Look through the records that follow. Copy every line containing the word "hello".
#### SOURCE RECORDS ####
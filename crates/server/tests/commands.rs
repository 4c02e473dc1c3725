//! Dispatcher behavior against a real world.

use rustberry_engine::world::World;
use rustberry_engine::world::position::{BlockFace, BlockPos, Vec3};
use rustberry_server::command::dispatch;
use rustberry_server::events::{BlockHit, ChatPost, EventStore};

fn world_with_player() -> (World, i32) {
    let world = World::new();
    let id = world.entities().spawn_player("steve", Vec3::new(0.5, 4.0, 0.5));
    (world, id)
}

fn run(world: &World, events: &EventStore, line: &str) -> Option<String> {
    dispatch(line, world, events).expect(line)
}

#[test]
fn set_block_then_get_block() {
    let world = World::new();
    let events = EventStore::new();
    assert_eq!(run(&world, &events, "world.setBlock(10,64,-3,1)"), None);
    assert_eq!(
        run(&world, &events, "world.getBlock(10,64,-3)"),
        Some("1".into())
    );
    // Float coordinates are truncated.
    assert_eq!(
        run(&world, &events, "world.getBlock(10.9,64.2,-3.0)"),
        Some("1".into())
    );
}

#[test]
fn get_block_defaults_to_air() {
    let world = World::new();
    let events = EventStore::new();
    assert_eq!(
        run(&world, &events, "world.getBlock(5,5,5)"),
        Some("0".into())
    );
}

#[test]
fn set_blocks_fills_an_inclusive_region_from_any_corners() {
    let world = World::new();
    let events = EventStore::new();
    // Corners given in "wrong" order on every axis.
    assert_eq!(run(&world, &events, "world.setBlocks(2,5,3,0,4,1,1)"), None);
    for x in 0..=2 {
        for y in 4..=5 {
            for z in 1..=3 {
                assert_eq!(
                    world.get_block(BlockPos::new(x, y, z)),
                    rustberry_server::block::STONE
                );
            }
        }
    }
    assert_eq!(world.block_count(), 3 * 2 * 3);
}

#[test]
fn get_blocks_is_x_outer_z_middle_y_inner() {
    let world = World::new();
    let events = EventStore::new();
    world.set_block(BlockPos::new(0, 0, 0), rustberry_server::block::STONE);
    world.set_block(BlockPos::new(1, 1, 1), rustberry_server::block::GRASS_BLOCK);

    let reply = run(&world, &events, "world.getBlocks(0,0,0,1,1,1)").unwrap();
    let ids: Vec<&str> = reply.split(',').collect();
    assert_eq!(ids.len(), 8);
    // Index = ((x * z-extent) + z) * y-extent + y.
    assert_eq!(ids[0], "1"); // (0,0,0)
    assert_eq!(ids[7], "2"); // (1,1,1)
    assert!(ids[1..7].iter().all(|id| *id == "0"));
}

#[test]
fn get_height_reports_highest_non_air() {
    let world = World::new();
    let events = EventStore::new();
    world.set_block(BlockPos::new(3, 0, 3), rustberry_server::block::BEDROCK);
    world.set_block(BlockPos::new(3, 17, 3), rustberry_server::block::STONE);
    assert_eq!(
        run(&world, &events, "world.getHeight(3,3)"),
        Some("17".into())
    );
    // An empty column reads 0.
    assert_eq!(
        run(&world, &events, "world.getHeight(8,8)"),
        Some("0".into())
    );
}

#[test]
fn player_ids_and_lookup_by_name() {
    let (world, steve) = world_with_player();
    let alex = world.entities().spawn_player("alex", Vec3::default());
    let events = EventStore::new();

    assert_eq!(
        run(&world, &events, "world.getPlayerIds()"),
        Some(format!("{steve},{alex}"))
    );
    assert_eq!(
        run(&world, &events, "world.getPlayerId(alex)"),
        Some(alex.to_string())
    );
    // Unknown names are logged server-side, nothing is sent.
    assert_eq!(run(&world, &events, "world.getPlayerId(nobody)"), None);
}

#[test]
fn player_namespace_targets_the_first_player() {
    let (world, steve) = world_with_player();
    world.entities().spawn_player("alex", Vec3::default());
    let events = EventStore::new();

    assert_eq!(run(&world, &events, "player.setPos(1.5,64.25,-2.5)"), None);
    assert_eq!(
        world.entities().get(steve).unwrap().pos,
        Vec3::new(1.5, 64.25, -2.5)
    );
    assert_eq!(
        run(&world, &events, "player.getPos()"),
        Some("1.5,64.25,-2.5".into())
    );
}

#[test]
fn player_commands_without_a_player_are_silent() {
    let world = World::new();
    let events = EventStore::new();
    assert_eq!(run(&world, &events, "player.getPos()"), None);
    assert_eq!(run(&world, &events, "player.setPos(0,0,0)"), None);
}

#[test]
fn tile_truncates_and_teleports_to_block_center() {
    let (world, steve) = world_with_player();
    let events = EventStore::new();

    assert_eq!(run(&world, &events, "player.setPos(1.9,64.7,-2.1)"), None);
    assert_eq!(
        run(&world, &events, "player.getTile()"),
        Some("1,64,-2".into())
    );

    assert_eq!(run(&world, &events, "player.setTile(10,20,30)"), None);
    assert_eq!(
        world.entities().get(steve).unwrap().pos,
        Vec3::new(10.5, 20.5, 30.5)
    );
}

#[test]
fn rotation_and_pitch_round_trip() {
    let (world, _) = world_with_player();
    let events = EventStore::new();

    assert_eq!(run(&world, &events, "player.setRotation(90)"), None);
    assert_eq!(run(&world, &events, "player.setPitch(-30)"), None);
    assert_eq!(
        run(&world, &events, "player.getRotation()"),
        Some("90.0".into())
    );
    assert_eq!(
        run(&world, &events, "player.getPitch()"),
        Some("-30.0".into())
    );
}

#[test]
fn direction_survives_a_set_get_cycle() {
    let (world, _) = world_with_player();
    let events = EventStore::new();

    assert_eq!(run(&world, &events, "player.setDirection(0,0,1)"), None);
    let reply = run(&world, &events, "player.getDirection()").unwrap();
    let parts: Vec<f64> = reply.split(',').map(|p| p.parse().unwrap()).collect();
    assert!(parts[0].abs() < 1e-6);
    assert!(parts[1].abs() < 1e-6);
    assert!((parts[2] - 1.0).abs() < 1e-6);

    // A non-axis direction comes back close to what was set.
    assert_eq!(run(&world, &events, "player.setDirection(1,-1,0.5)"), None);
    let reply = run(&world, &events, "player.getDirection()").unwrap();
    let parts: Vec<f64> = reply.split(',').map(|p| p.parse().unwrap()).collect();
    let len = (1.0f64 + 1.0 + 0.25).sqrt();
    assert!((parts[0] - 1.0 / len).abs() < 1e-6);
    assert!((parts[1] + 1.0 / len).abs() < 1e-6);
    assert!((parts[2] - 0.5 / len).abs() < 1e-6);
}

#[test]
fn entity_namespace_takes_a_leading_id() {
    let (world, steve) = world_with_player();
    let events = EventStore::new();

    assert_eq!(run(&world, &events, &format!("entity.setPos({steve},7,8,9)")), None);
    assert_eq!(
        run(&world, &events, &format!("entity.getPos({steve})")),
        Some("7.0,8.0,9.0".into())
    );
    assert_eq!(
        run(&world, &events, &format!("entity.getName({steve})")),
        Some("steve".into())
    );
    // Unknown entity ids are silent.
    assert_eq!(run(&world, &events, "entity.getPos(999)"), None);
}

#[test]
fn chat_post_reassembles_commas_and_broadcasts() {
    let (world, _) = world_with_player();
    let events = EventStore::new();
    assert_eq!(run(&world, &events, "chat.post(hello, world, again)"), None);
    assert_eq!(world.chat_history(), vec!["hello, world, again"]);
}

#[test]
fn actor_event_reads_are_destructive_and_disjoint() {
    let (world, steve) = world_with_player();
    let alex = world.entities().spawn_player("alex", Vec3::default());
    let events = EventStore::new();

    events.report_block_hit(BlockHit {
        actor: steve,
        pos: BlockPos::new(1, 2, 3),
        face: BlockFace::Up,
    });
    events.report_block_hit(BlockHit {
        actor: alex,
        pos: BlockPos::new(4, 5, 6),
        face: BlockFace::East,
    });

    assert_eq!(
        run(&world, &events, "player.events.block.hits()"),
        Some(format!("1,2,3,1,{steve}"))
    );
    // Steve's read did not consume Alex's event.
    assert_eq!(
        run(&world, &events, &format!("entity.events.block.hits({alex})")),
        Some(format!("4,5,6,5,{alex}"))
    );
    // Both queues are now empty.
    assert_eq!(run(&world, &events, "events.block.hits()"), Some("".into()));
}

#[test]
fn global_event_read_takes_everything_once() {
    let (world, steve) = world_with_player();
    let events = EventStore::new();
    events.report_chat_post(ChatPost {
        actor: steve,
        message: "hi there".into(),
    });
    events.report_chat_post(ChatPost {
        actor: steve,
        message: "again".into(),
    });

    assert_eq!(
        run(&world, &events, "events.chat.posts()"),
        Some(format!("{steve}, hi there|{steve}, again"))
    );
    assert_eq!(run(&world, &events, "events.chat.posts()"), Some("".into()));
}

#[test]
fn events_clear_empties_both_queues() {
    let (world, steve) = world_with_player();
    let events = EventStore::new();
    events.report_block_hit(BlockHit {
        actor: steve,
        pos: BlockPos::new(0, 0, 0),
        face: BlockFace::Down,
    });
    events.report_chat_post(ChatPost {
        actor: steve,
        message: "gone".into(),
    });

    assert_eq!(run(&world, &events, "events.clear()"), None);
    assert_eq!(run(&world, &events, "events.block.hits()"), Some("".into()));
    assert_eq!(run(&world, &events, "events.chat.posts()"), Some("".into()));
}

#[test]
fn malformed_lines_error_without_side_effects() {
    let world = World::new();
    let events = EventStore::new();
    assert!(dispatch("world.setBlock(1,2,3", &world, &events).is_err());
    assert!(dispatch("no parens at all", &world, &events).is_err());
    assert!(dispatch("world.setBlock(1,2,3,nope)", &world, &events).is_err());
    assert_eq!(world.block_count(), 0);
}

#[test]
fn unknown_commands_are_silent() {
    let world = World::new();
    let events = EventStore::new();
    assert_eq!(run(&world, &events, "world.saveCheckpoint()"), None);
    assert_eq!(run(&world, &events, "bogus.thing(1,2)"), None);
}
####
#### [FINISHED TASK]
    assert_eq!(run(&world, &events, "chat.post(hello, world, again)"), None);
    assert_eq!(world.chat_history(), vec!["hello, world, again"]);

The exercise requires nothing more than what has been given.